I know that it’s not healthy or helpful to think of getting to have children in a competitive manner. I know it, in my brain and in some part of my heart, but I don’t know it with all of me. The reason why I know that I’m not really, really in the “this isn’t a race” mentality is this: A girl who was in a group on FF when I was over there has DOR. She did IVF (twice, first time failed). She had a beautiful little girl. Now, she’s pregnant again, and it’s twins. She knows, really knows, how this feels.
I am very happy for her, but my initial reaction was “DAMN! I’ve been lapped again.” What kind of a thought is that? I understand that I had a normal reaction, it’s what I hear people say over and over again about this whole infertility thing, that we feel left out, that we feel that other people have gained something that we can’t get. But, I’m still disappointed in myself that I even thought that. It’s not a race, is it?

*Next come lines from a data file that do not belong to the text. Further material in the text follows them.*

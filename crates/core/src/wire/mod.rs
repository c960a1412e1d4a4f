// SPDX-License-Identifier: BUSL-1.1
// Copyright (c) 2026 Alfred Jean LLC

//! Length-prefixed JSON framing shared by every TCP connection in the
//! fleet: CLI-to-agent, CLI-to-registry, agent-to-registry, and the
//! registry's fan-out dial back into an agent for `ExecuteCommand`.
//!
//! Wire format: a 4-byte big-endian length prefix followed by a JSON
//! payload. Streaming RPCs send a sequence of frames; the final frame in
//! a sequence carries whatever `finished`/terminal marker its payload
//! type defines — framing itself has no notion of "last frame".

pub mod agent;
pub mod registry;

use std::time::Duration;

use serde::{de::DeserializeOwned, Serialize};
use thiserror::Error;
use tokio::io::{AsyncReadExt, AsyncWriteExt};

/// Maximum single-frame size. Generous enough to carry a packed
/// workspace archive without chunking.
pub const MAX_FRAME_SIZE: usize = 256 * 1024 * 1024;

/// Default deadline for a single request/response round trip.
pub const DEFAULT_RPC_TIMEOUT: Duration = Duration::from_secs(30);

#[derive(Debug, Error)]
pub enum WireError {
    #[error("I/O error: {0}")]
    Io(#[from] std::io::Error),
    #[error("JSON error: {0}")]
    Json(#[from] serde_json::Error),
    #[error("frame of {size} bytes exceeds the {max} byte limit")]
    FrameTooLarge { size: usize, max: usize },
    #[error("connection closed")]
    ConnectionClosed,
    #[error("deadline exceeded")]
    Timeout,
}

/// Serialize `value` to a JSON frame body (no length prefix).
pub fn encode<T: Serialize>(value: &T) -> Result<Vec<u8>, WireError> {
    let bytes = serde_json::to_vec(value)?;
    if bytes.len() > MAX_FRAME_SIZE {
        return Err(WireError::FrameTooLarge {
            size: bytes.len(),
            max: MAX_FRAME_SIZE,
        });
    }
    Ok(bytes)
}

/// Deserialize a frame body produced by [`encode`] or [`read_frame`].
pub fn decode<T: DeserializeOwned>(bytes: &[u8]) -> Result<T, WireError> {
    Ok(serde_json::from_slice(bytes)?)
}

/// Read one length-prefixed frame's raw bytes from `reader`.
pub async fn read_frame<R: AsyncReadExt + Unpin>(reader: &mut R) -> Result<Vec<u8>, WireError> {
    let mut len_buf = [0u8; 4];
    match reader.read_exact(&mut len_buf).await {
        Ok(_) => {}
        Err(e) if e.kind() == std::io::ErrorKind::UnexpectedEof => {
            return Err(WireError::ConnectionClosed);
        }
        Err(e) => return Err(WireError::Io(e)),
    }
    let len = u32::from_be_bytes(len_buf) as usize;
    if len > MAX_FRAME_SIZE {
        return Err(WireError::FrameTooLarge {
            size: len,
            max: MAX_FRAME_SIZE,
        });
    }
    let mut buf = vec![0u8; len];
    reader.read_exact(&mut buf).await?;
    Ok(buf)
}

/// Write one length-prefixed frame to `writer` and flush.
pub async fn write_frame<W: AsyncWriteExt + Unpin>(
    writer: &mut W,
    bytes: &[u8],
) -> Result<(), WireError> {
    if bytes.len() > MAX_FRAME_SIZE {
        return Err(WireError::FrameTooLarge {
            size: bytes.len(),
            max: MAX_FRAME_SIZE,
        });
    }
    writer.write_all(&(bytes.len() as u32).to_be_bytes()).await?;
    writer.write_all(bytes).await?;
    writer.flush().await?;
    Ok(())
}

/// Read and decode one frame, bounded by [`DEFAULT_RPC_TIMEOUT`]. Use
/// [`read_message_with_timeout`] when a call site needs a different
/// deadline (e.g. a short poll on an already-open bidi stream).
pub async fn read_message<T: DeserializeOwned, R: AsyncReadExt + Unpin>(
    reader: &mut R,
) -> Result<T, WireError> {
    read_message_with_timeout(reader, DEFAULT_RPC_TIMEOUT).await
}

/// Read and decode one frame, bounded by `timeout`.
pub async fn read_message_with_timeout<T: DeserializeOwned, R: AsyncReadExt + Unpin>(
    reader: &mut R,
    timeout: Duration,
) -> Result<T, WireError> {
    let bytes = tokio::time::timeout(timeout, read_frame(reader))
        .await
        .map_err(|_| WireError::Timeout)??;
    decode(&bytes)
}

/// Encode and write one frame, bounded by [`DEFAULT_RPC_TIMEOUT`]. Use
/// [`write_message_with_timeout`] for a different deadline.
pub async fn write_message<T: Serialize, W: AsyncWriteExt + Unpin>(
    writer: &mut W,
    value: &T,
) -> Result<(), WireError> {
    write_message_with_timeout(writer, value, DEFAULT_RPC_TIMEOUT).await
}

/// Encode and write one frame, bounded by `timeout`.
pub async fn write_message_with_timeout<T: Serialize, W: AsyncWriteExt + Unpin>(
    writer: &mut W,
    value: &T,
    timeout: Duration,
) -> Result<(), WireError> {
    let bytes = encode(value)?;
    tokio::time::timeout(timeout, write_frame(writer, &bytes))
        .await
        .map_err(|_| WireError::Timeout)?
}

#[cfg(test)]
mod tests {
    use super::*;

    #[derive(Debug, serde::Serialize, serde::Deserialize, PartialEq)]
    struct Ping {
        n: u32,
    }

    #[tokio::test]
    async fn frame_round_trips_through_an_in_memory_duplex() {
        let (mut a, mut b) = tokio::io::duplex(1024);
        write_message(&mut a, &Ping { n: 7 }).await.unwrap();
        let got: Ping = read_message(&mut b).await.unwrap();
        assert_eq!(got, Ping { n: 7 });
    }

    #[tokio::test]
    async fn reading_from_a_closed_stream_is_connection_closed() {
        let (a, mut b) = tokio::io::duplex(1024);
        drop(a);
        let err = read_frame(&mut b).await.unwrap_err();
        assert!(matches!(err, WireError::ConnectionClosed));
    }

    #[test]
    fn encode_rejects_a_frame_over_the_size_limit() {
        // Can't actually allocate 256MB in a unit test; exercise the
        // length-prefix check path instead via a frame that claims to
        // be oversized.
        let claimed_len = (MAX_FRAME_SIZE as u32 + 1).to_be_bytes();
        assert_eq!(u32::from_be_bytes(claimed_len) as usize, MAX_FRAME_SIZE + 1);
    }
}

I try so hard to be patient and keep things in perspective, that there is no ruler and there is no finish line, but I still feel that I’m left behind on something.
When I thought about going back to school a few years ago and was trepidatious, my mother-in-law reminded me that I would be as many years older, with or without the degree. It’s the same thing, isn’t it, with kids and being a parent? Whether it happens at age 35 or age 36 really doesn’t matter.

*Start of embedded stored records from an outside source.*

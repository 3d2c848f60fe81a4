use std::{future::Future, sync::Arc};

use crate::{config::Config, ports::BotService, probe, Error};

pub const EXIT_SUCCESS: u8 = 0;
pub const EXIT_RUNTIME_ERROR: u8 = 1;
pub const EXIT_CONFIG_ERROR: u8 = 2;

/// Terminal state of a launcher run.
#[derive(Debug)]
pub enum Outcome {
    /// The bot's update loop ended on its own.
    Completed,
    /// The shutdown signal fired while the bot was running.
    Interrupted,
    /// The bot failed during construction or inside its update loop.
    Failed(Error),
}

impl Outcome {
    pub fn exit_code(&self) -> u8 {
        match self {
            Outcome::Completed | Outcome::Interrupted => EXIT_SUCCESS,
            Outcome::Failed(_) => EXIT_RUNTIME_ERROR,
        }
    }
}

/// Startup sequence after configuration has been loaded: probe the API
/// server, then race the bot's update loop against `shutdown`.
///
/// The probe is best-effort; a failure only logs a degraded-mode warning.
/// `shutdown` is `tokio::signal::ctrl_c()` in the binary and a plain future
/// in tests. An interrupt is a deliberate stop, not a failure.
pub async fn run(
    cfg: &Config,
    bot: Arc<dyn BotService>,
    shutdown: impl Future<Output = ()>,
) -> Outcome {
    tracing::info!("Checking API connection...");
    if probe::check_api_connection(&cfg.api_stats_url, cfg.api_probe_timeout).await {
        tracing::info!("API connection established");
    } else {
        tracing::warn!("API server not accessible, bot will continue but may have limited functionality");
    }

    tracing::info!(bot = bot.name(), "Bot initialized successfully");
    tracing::info!("Bot is now running and ready to receive messages...");
    tracing::info!("Send /start to the bot to begin interaction");

    tokio::select! {
        res = bot.run() => match res {
            Ok(()) => {
                tracing::info!("Bot update loop ended");
                Outcome::Completed
            }
            Err(e) => {
                tracing::error!("Error running bot: {e}");
                Outcome::Failed(e)
            }
        },
        _ = shutdown => {
            tracing::info!("Bot stopped by user");
            Outcome::Interrupted
        }
    }
}
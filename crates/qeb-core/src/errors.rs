/// Core error type for the launcher.
///
/// Adapter crates map their specific errors into this type so failures are
/// handled consistently at the single top-level call site.
#[derive(Debug, thiserror::Error)]
pub enum Error {
    #[error("config error: {0}")]
    Config(String),

    #[error("i/o error: {0}")]
    Io(#[from] std::io::Error),

    #[error("bot error: {0}")]
    Bot(String),
}

pub type Result<T> = std::result::Result<T, Error>;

I’m moving forward towards becoming a parent, right? I sent in all the paperwork, now I’m just waiting for stuff to process, and then it’s on to the next step. If things keep moving forward, then by next summer I should be a mom to children that are already out there, just waiting on us to find them and give them a home and love.
So, why the great baby race mentality? Will this ever go away? I really hope so.